Esta abismal brecha en los ingresos ha llevado a crear una cúpula económica y política que forma aquel quinto quintil, como es el caso de los empresarios y ejecutivos de empresas públicas y privadas. Un primer mundo que se alimenta del tercero, como un campo de golf en medio de un páramo.
Un estudio más o menos reciente estableció que los gerentes de empresas chilenas tienen el más alto nivel de compra comparado con sus pares latinoamericanos, con un ingreso promedio cercano a los cuatro millones de pesos. Estos cargos pueden llegar a un promedio superior a los siete millones mensuales en las empresas grandes y a cifras cercanas a los quince millones, para los ejecutivos más altos de las grandes compañías. Y si este es el salario de los gerentes y administradores, en los dueños del capital, los directores de empresas, los números se suman a destajo para superar la imaginación de cualquier trabajador chileno que gana un promedio de 300 mil pesos. Con estos números, con estos beneficios, la defensa a rajatabla por esta elite del modelo neoliberal queda explicada.
REBAJA A LAS ESCUALIDAS PENSIONES
Otro efecto del modelo neoliberal instalado durante la dictadura es el sistema individual de pensiones administrado por grupos económicos. Si las pensiones que en este momento reciben los jubilados son de un vergonzoso promedio de 207 mil pesos mensuales, inferior a un salario mínimo, desde este 1º de julio éstas bajarán 2,1 por ciento. El motivo anunciado por la Superintendencia de Pensiones y la Superintendencia de Valores y Seguros es el cambio en las tasas de mortalidad y expectativas de vida. Como las personas viven más años, el monto ahorrado para la pensión individual deberá prorratearse por más tiempo, por lo que cada cuota se reduce.
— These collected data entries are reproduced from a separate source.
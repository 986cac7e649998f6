pub mod batch;
pub mod plan;
pub mod seat;
pub mod snapshot;

pub use batch::{Batch, BatchId, BatchRecord, BranchInfo, CohortInfo, Student};
pub use plan::{
    AllocationResult, ConstraintResult, GenerationRequest, GenerationResponse, Priority, Summary,
    ValidationReport,
};
pub use seat::{Occupant, PaperSet, Seat, SeatState};
pub use snapshot::{BatchEntry, PlanStatus, RoomEntry, RoomInputs, SessionSnapshot};
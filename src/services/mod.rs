pub mod externals;
pub mod seating;

pub use externals::{ExternalStudent, ExternalStudentService};
pub use seating::{fingerprint, GenerationOutcome, ResultSource, SeatingService};

use std::collections::HashMap;

use crate::error::AllocationError;
use crate::models::snapshot::RoomEntry;
use crate::seating::blocks::BlockLayout;
use crate::seating::validator::{self, ValidationContext};

/// Re-runs the checks on a stored room, e.g. after a seat patch or when the
/// room lands in a plan with different neighbours.
pub(crate) fn revalidate(
    entry: &mut RoomEntry,
    other_rooms: &HashMap<String, String>,
) -> Result<(), AllocationError> {
    let inputs = &entry.inputs;
    let layout =
        BlockLayout::resolve(inputs.cols, inputs.block_width, inputs.block_structure.as_deref())?;
    let records = entry.to_result().batches;
    let ctx = ValidationContext {
        layout: &layout,
        allow_adjacent_same_batch: inputs.allow_adjacent_same_batch,
        other_rooms,
    };
    entry.constraints = validator::validate(&entry.raw_matrix, &records, &ctx);
    Ok(())
}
En el extremo que concentra el poder y la riqueza este proceso goza de una dinámica inversa. Así es como pese a las expectativas de menor crecimiento de la economía, que ha tenido como efectos despidos masivos, con una tasa actual de desempleo del 6,8 por ciento, las grandes corporaciones disfrutan de altas ganancias aumentando los índices de concentración de la riqueza. Al primer trimestre de este año, en un escenario que las cúpulas empresariales no se cansaron de calificar de sombrío, las principales sociedades anónimas incrementaron sus utilidades en un 43 por ciento. Esta alta rentabilidad empresarial en tiempos de desaceleración económica (el producto nacional creció un escaso 2,1 por ciento en marzo y apenas 0,7 en abril) confirma la relación que mantiene el aparato político, la institucionalidad estatal y el mercado, controlado por las grandes corporaciones. Una relación modelada, desde siempre, por el gran sector privado.
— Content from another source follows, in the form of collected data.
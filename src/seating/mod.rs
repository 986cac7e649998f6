//! Seat allocation pipeline: blocks -> columns -> grid -> paper sets -> checks.
//!
//! Everything here is synchronous and side-effect free apart from logging.

pub mod blocks;
pub mod branch;
pub mod columns;
pub mod grid;
pub mod paper_set;
pub mod rolls;
pub mod validator;

use std::collections::{BTreeMap, HashMap, HashSet};
use tracing::{debug, info};
use ::validator::Validate;

use crate::error::AllocationError;
use crate::models::batch::{default_batch_color, Batch, BatchId, BatchRecord};
use crate::models::plan::{AllocationResult, GenerationRequest, Summary};
use blocks::BlockLayout;
use columns::ColumnPlan;
use rolls::RollSeries;

fn check_keys<V>(
    field: &str,
    map: &BTreeMap<BatchId, V>,
    num_batches: usize,
) -> Result<(), AllocationError> {
    match map.keys().find(|&&id| id == 0 || id as usize > num_batches) {
        Some(id) => Err(AllocationError::config(format!(
            "{} refers to batch {} but batches are numbered 1..={}",
            field, id, num_batches
        ))),
        None => Ok(()),
    }
}

/// Builds the batch list in id order. Batches without a roster get generated
/// rolls: a declared count if given, otherwise enough to fill their columns.
pub fn build_batches(
    request: &GenerationRequest,
    plan: &ColumnPlan,
) -> Result<Vec<Batch>, AllocationError> {
    let n = request.num_batches;
    check_keys("batch_student_counts", &request.batch_student_counts, n)?;
    check_keys("batch_roll_numbers", &request.batch_roll_numbers, n)?;
    check_keys("batch_labels", &request.batch_labels, n)?;
    check_keys("batch_colors", &request.batch_colors, n)?;
    check_keys("start_rolls", &request.start_rolls, n)?;

    let mut series = RollSeries::new();
    let mut labels = HashSet::new();
    let mut batches = Vec::with_capacity(n);

    for (index, id) in (1..=n as BatchId).enumerate() {
        let label = request
            .batch_labels
            .get(&id)
            .map(|l| l.trim().to_string())
            .filter(|l| !l.is_empty())
            .unwrap_or_else(|| format!("Batch {}", id));
        if !labels.insert(label.clone()) {
            return Err(AllocationError::config(format!("batch label {:?} is used twice", label)));
        }

        let color = request
            .batch_colors
            .get(&id)
            .cloned()
            .unwrap_or_else(|| default_batch_color(id).to_string());
        let declared = request.batch_student_counts.get(&id).copied();

        let roster = match request.batch_roll_numbers.get(&id).filter(|r| !r.is_empty()) {
            Some(roster) => roster.clone(),
            None => {
                // never more rolls than the batch has seats
                let capacity = plan.seating_column_count(index).saturating_mul(request.rows);
                let count = declared.map_or(capacity, |d| d.min(capacity));
                let start = request.start_rolls.get(&id).map(String::as_str);
                series.generate(start, count)?
            }
        };

        batches.push(Batch::new(id, label, color, roster, declared)?);
    }
    Ok(batches)
}

/// Runs the whole pipeline for one room.
///
/// `other_rooms` maps roll numbers already seated elsewhere in the same plan to
/// their room, so that cross-room duplicates show up in the checks.
pub fn plan_room(
    request: &GenerationRequest,
    other_rooms: &HashMap<String, String>,
) -> Result<AllocationResult, AllocationError> {
    request.validate()?;

    let layout = BlockLayout::resolve(
        request.cols,
        request.block_width,
        request.block_structure.as_deref(),
    )?;
    let plan = columns::allocate_columns(
        request.num_batches,
        &layout,
        request.allow_adjacent_same_batch,
    )?;
    debug!(blocks = ?layout.widths(), gaps = ?plan.gap_columns(), "Column plan ready");

    let batches = build_batches(request, &plan)?;

    let shuffle_seed = request.randomize_within_column.then(|| {
        request.shuffle_seed.unwrap_or_else(|| {
            let seed = rand::random::<u64>();
            info!(seed, "Generated shuffle seed");
            seed
        })
    });

    let mut mapped = grid::map_seats(
        request.rows,
        &layout,
        &plan,
        &batches,
        &request.broken_seats,
        shuffle_seed,
    )?;
    paper_set::assign_paper_sets(&mut mapped.seating);

    let records: Vec<BatchRecord> = batches
        .iter()
        .enumerate()
        .map(|(i, b)| BatchRecord {
            batch_id: b.batch_id,
            label: b.label.clone(),
            color: b.color.clone(),
            declared_count: b.declared_count,
            placed: mapped.placed[i],
            unplaced: b.declared_count.saturating_sub(mapped.placed[i]),
            info: b.inferred_branch().clone(),
        })
        .collect();

    let ctx = validator::ValidationContext {
        layout: &layout,
        allow_adjacent_same_batch: request.allow_adjacent_same_batch,
        other_rooms,
    };
    let constraints = validator::validate(&mapped.seating, &records, &ctx);
    let summary = Summary::compute(&mapped.seating, &records);

    let mut warnings = plan.warnings().to_vec();
    warnings.append(&mut mapped.warnings);
    for (record, &queued) in records.iter().zip(&mapped.unplaced) {
        if queued == 0 && record.unplaced > 0 {
            warnings.push(format!(
                "{} students of batch {:?} could not be seated",
                record.unplaced, record.label
            ));
        }
    }

    Ok(AllocationResult {
        rows: request.rows,
        cols: request.cols,
        seating: mapped.seating,
        batches: records,
        summary,
        constraints,
        warnings,
    })
}

#[cfg(test)]
mod tests {
    use super::*;
    use crate::models::seat::PaperSet;

    fn occupied_cols(result: &AllocationResult, batch: BatchId) -> Vec<usize> {
        let mut cols: Vec<usize> = result
            .occupied_seats()
            .filter(|s| s.batch_id() == Some(batch))
            .map(|s| s.col)
            .collect();
        cols.sort_unstable();
        cols.dedup();
        cols
    }

    #[test]
    fn two_batches_on_four_by_six() {
        let request = GenerationRequest::new(4, 6, 2).with_count(1, 10).with_count(2, 10);
        let result = plan_room(&request, &HashMap::new()).unwrap();

        assert_eq!(occupied_cols(&result, 1), vec![0, 1]);
        assert_eq!(occupied_cols(&result, 2), vec![3, 4, 5]);
        assert!(result.seating.iter().all(|row| row[2].is_unallocated()));
        // batch 1 only has 8 seats and does not spill into batch 2's columns
        assert_eq!(result.summary.total_allocated_students, 18);
        assert_eq!(result.batches[0].placed, 8);
        assert_eq!(result.batches[0].unplaced, 2);
        assert_eq!(result.batches[1].placed, 10);

        let validation = result.validation();
        assert!(validation.is_valid, "{:?}", validation.errors);
        assert!(!validation.warnings.is_empty());
    }

    #[test]
    fn generated_rolls_use_start_roll_and_global_serials() {
        let mut request = GenerationRequest::new(2, 4, 2).with_count(1, 2).with_count(2, 2);
        request.start_rolls.insert(1, "BTCS24O1135".into());
        let result = plan_room(&request, &HashMap::new()).unwrap();

        let rolls: Vec<&str> = result.occupied_seats().filter_map(|s| s.roll_number()).collect();
        assert!(rolls.contains(&"BTCS24O1135"));
        assert!(rolls.contains(&"BTCS24O1136"));
        assert!(rolls.contains(&"1001"));
        assert_eq!(result.batches[0].info.known().map(|i| i.branch.as_str()), Some("CS"));
    }

    #[test]
    fn single_batch_with_adjacency_fills_densely_and_alternates() {
        let mut request = GenerationRequest::new(3, 4, 1).with_count(1, 12);
        request.allow_adjacent_same_batch = true;
        let result = plan_room(&request, &HashMap::new()).unwrap();
        assert_eq!(result.summary.total_allocated_students, 12);
        for seat in result.occupied_seats() {
            assert_eq!(seat.paper_set(), Some(PaperSet::checkerboard(seat.row, seat.col)));
        }
        assert!(result.validation().is_valid);
    }

    #[test]
    fn single_batch_spaced_layout_leaves_alternate_columns_first() {
        let request = GenerationRequest::new(2, 4, 1).with_count(1, 4);
        let result = plan_room(&request, &HashMap::new()).unwrap();
        assert_eq!(occupied_cols(&result, 1), vec![0, 2]);
    }

    #[test]
    fn out_of_range_batch_key_is_rejected() {
        let request = GenerationRequest::new(2, 4, 2).with_count(3, 5);
        let err = plan_room(&request, &HashMap::new()).unwrap_err();
        assert!(matches!(err, AllocationError::Configuration(_)));
    }

    #[test]
    fn duplicate_labels_are_rejected() {
        let mut request = GenerationRequest::new(2, 4, 2);
        request.batch_labels.insert(1, "CSE".into());
        request.batch_labels.insert(2, " CSE ".into());
        assert!(plan_room(&request, &HashMap::new()).is_err());
    }

    #[test]
    fn cross_room_duplicate_is_critical() {
        let request = GenerationRequest::new(2, 2, 1).with_roster(1, ["A1", "A2"]);
        let other = HashMap::from([("A2".to_string(), "Room 101".to_string())]);
        let result = plan_room(&request, &other).unwrap();
        let validation = result.validation();
        assert!(!validation.is_valid);
        assert!(validation.errors[0].contains("Room 101"));
    }

    #[test]
    fn seeded_shuffle_is_reproducible() {
        let rolls: Vec<String> = (0..8).map(|i| format!("R{i:02}")).collect();
        let mut request = GenerationRequest::new(4, 2, 1).with_roster(1, rolls);
        request.allow_adjacent_same_batch = true;
        request.randomize_within_column = true;
        request.shuffle_seed = Some(42);
        let a = plan_room(&request, &HashMap::new()).unwrap();
        let b = plan_room(&request, &HashMap::new()).unwrap();
        assert_eq!(a.seating, b.seating);
    }

    #[test]
    fn invalid_dimensions_fail_validation() {
        let request = GenerationRequest::new(0, 4, 1);
        assert!(matches!(
            plan_room(&request, &HashMap::new()),
            Err(AllocationError::Configuration(_))
        ));
    }

    #[test]
    fn huge_declared_count_is_capped_at_capacity() {
        let request = GenerationRequest::new(2, 2, 1).with_count(1, usize::MAX);
        let result = plan_room(&request, &HashMap::new()).unwrap();
        // single batch, no adjacency: column 0 regular, column 1 spacer
        assert_eq!(result.batches[0].placed, 4);
        assert_eq!(result.batches[0].unplaced, usize::MAX - 4);
        assert_eq!(result.summary.total_allocated_students, 4);
        assert!(!result.warnings.is_empty());
        assert!(result.validation().is_valid);
    }

    #[test]
    fn start_roll_near_serial_limit_is_rejected() {
        let mut request = GenerationRequest::new(3, 2, 1).with_count(1, 5);
        request.start_rolls.insert(1, format!("BT{}", u64::MAX - 1));
        assert!(matches!(
            plan_room(&request, &HashMap::new()),
            Err(AllocationError::Configuration(_))
        ));
    }
}
use crate::models::batch::BatchId;
use crate::models::seat::{PaperSet, Seat};

/// Paper set of the neighbour at `(row, col)` when it seats the same batch.
fn same_batch_set(
    grid: &[Vec<Seat>],
    row: usize,
    col: usize,
    batch: BatchId,
) -> Option<PaperSet> {
    let seat = grid.get(row)?.get(col)?;
    if seat.batch_id()? == batch {
        seat.paper_set()
    } else {
        None
    }
}

/// Set for the seat at `(row, col)`, given the sets already placed above and
/// to the left. Same batch above wins, then same batch on the left, then the
/// checkerboard. Diagonals are not looked at.
pub fn paper_set_for(
    grid: &[Vec<Seat>],
    row: usize,
    col: usize,
    batch: Option<BatchId>,
) -> PaperSet {
    let Some(batch) = batch else {
        return PaperSet::checkerboard(row, col);
    };
    let above = row.checked_sub(1).and_then(|r| same_batch_set(grid, r, col, batch));
    let left = col.checked_sub(1).and_then(|c| same_batch_set(grid, row, c, batch));
    match (above, left) {
        (Some(set), _) | (None, Some(set)) => set.opposite(),
        (None, None) => PaperSet::checkerboard(row, col),
    }
}

/// Assigns a set to every occupied seat in column-major order.
/// Broken and unallocated seats keep `None`.
pub fn assign_paper_sets(grid: &mut [Vec<Seat>]) {
    let cols = grid.first().map_or(0, Vec::len);
    for col in 0..cols {
        for row in 0..grid.len() {
            let Some(batch) = grid[row].get(col).and_then(|s| s.occupant()).map(|o| o.batch_id)
            else {
                continue;
            };
            let set = paper_set_for(grid, row, col, batch);
            if let Some(occupant) = grid[row][col].occupant_mut() {
                occupant.paper_set = Some(set);
            }
        }
    }
}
Los parlamentarios que aprobaron elevar a miserables 257 mil pesos el salario mínimo desde julio, son también otra expresión de esta desigualdad. La política, convertida en una casta que legisla a favor de las grandes corporaciones y otros poderes, mantiene inalterables sus dietas pese a las protestas de la sociedad civil. Actualmente un senador recibe unos 19 millones de pesos mensuales entre dieta y diversas asignaciones, que en el caso de los diputados llega a unos nueve millones.
A partir de 2017, con la entrada en vigor del nuevo sistema electoral proporcional, el número de parlamentarios aumentará en 47, pasando la Cámara a tener 155 diputados y el Senado 50 senadores. Según cálculos de la Biblioteca del Congreso, el incremento significará un gasto total para el Fisco de casi 15 mil millones de pesos anuales. Dos mundos que conviven en un mismo país.
PAUL WALDER
Publicado en “Punto Final”, edición Nº 855, 8 de julio 2016.